* _Your objective_: Filter the entries, keeping every line with the word "format".

* _Extracted material_:
******************************

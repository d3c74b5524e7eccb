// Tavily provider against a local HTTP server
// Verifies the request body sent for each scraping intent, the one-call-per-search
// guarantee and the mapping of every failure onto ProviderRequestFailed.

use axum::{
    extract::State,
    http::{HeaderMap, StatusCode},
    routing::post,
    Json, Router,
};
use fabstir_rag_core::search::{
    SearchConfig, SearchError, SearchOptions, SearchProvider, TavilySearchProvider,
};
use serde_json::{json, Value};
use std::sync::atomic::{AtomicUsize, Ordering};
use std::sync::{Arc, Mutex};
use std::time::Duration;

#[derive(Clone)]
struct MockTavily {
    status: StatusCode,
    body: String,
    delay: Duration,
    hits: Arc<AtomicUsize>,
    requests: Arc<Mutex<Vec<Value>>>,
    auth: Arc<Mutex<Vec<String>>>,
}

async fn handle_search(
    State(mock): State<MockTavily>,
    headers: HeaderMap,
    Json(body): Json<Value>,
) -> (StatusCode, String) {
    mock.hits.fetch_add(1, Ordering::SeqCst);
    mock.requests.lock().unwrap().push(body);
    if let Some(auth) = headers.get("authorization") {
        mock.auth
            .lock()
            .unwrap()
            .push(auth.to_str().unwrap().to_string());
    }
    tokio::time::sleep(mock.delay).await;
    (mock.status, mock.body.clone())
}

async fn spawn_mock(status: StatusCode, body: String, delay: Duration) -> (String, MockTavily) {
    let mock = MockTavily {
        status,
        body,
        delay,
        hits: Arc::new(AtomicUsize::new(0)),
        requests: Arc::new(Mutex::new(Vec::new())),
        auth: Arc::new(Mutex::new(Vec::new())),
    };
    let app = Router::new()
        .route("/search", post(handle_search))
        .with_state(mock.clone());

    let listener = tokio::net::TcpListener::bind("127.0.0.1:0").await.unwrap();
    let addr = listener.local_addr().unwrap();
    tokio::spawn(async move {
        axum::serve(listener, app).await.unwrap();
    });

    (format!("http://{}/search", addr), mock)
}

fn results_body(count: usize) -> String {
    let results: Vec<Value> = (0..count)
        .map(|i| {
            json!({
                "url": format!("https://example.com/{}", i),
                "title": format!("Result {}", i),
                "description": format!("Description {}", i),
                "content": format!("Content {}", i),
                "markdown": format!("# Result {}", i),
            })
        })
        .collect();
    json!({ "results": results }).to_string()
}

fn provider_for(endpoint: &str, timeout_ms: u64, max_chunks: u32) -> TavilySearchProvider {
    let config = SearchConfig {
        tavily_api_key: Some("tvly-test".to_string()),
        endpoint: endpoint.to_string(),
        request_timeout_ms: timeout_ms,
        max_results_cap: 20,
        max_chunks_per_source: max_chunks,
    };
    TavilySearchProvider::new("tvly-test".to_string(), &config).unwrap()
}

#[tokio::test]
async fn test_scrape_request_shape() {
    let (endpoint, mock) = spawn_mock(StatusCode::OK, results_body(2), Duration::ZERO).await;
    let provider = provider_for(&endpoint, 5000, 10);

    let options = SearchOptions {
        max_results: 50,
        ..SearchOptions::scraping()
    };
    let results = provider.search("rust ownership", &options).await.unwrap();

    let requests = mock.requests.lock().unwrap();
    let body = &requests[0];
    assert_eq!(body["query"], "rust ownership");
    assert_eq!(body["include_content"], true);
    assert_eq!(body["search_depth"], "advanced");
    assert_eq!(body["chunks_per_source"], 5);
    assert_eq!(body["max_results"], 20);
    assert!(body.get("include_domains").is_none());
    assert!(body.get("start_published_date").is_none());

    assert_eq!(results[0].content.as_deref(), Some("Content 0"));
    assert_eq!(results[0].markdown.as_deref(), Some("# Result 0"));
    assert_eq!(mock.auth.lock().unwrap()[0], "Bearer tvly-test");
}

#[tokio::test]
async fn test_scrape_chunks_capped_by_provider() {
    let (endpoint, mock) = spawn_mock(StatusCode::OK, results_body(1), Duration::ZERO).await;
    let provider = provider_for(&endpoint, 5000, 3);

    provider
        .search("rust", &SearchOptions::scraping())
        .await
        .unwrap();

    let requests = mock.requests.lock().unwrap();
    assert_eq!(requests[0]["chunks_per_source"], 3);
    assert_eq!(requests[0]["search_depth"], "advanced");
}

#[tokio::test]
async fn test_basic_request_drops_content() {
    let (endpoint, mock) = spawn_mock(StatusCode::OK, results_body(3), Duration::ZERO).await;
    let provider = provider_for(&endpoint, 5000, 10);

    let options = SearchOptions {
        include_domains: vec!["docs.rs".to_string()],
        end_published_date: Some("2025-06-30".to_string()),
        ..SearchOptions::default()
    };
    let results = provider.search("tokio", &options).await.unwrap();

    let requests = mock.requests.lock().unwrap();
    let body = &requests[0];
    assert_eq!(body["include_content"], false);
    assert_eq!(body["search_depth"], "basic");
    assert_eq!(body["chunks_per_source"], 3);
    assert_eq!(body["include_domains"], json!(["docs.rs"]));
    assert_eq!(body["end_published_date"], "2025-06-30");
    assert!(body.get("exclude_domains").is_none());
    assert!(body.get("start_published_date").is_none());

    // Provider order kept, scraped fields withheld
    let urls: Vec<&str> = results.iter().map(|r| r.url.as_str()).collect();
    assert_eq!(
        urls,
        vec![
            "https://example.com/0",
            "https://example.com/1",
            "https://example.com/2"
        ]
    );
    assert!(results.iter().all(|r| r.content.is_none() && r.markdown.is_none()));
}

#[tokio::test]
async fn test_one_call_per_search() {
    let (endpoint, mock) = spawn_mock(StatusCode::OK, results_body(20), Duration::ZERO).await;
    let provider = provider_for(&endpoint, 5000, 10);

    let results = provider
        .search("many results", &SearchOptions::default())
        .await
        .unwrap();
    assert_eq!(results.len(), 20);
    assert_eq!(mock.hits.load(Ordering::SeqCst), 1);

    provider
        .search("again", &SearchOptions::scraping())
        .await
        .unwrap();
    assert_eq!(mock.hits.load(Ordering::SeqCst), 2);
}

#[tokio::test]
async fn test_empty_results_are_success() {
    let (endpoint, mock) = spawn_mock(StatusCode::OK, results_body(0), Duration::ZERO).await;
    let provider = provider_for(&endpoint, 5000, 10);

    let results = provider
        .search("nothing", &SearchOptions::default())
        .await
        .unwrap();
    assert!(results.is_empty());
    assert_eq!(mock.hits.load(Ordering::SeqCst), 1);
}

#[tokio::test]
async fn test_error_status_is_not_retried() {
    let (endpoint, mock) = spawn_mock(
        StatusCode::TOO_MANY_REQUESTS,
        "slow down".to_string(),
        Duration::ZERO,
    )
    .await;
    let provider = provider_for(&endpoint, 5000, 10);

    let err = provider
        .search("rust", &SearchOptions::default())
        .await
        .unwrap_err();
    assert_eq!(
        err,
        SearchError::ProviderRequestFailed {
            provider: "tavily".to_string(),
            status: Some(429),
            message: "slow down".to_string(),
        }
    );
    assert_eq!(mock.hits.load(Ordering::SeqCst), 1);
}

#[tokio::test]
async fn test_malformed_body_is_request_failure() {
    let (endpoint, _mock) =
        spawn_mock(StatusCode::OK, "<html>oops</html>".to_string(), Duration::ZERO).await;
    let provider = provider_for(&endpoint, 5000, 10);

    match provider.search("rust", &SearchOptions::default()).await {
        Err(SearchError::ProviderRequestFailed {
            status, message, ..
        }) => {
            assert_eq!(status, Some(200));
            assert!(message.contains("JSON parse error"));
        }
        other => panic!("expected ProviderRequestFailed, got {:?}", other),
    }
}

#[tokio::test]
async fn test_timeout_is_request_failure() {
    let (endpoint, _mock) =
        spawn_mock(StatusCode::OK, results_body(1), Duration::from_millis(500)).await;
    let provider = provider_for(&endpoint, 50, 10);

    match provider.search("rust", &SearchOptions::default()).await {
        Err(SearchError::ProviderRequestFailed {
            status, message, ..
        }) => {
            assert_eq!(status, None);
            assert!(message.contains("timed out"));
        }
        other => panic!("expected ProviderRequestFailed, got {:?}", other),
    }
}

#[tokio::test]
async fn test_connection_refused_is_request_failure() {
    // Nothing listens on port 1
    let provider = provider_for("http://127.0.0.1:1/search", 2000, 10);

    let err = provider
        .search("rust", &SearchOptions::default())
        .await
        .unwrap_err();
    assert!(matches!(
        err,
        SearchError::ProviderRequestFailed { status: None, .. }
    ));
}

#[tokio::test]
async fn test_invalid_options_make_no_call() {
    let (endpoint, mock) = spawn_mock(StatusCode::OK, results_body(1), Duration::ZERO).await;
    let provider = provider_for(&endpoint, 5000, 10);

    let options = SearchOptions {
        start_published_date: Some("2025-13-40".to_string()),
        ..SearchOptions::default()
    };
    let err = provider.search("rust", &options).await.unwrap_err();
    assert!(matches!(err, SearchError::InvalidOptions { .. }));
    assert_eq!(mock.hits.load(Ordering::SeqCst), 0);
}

******************************

* _Task response_:
    (format!("http://{}/search", addr), mock)
                "url": format!("https://example.com/{}", i),
                "title": format!("Result {}", i),
                "description": format!("Description {}", i),
                "content": format!("Content {}", i),
                "markdown": format!("# Result {}", i),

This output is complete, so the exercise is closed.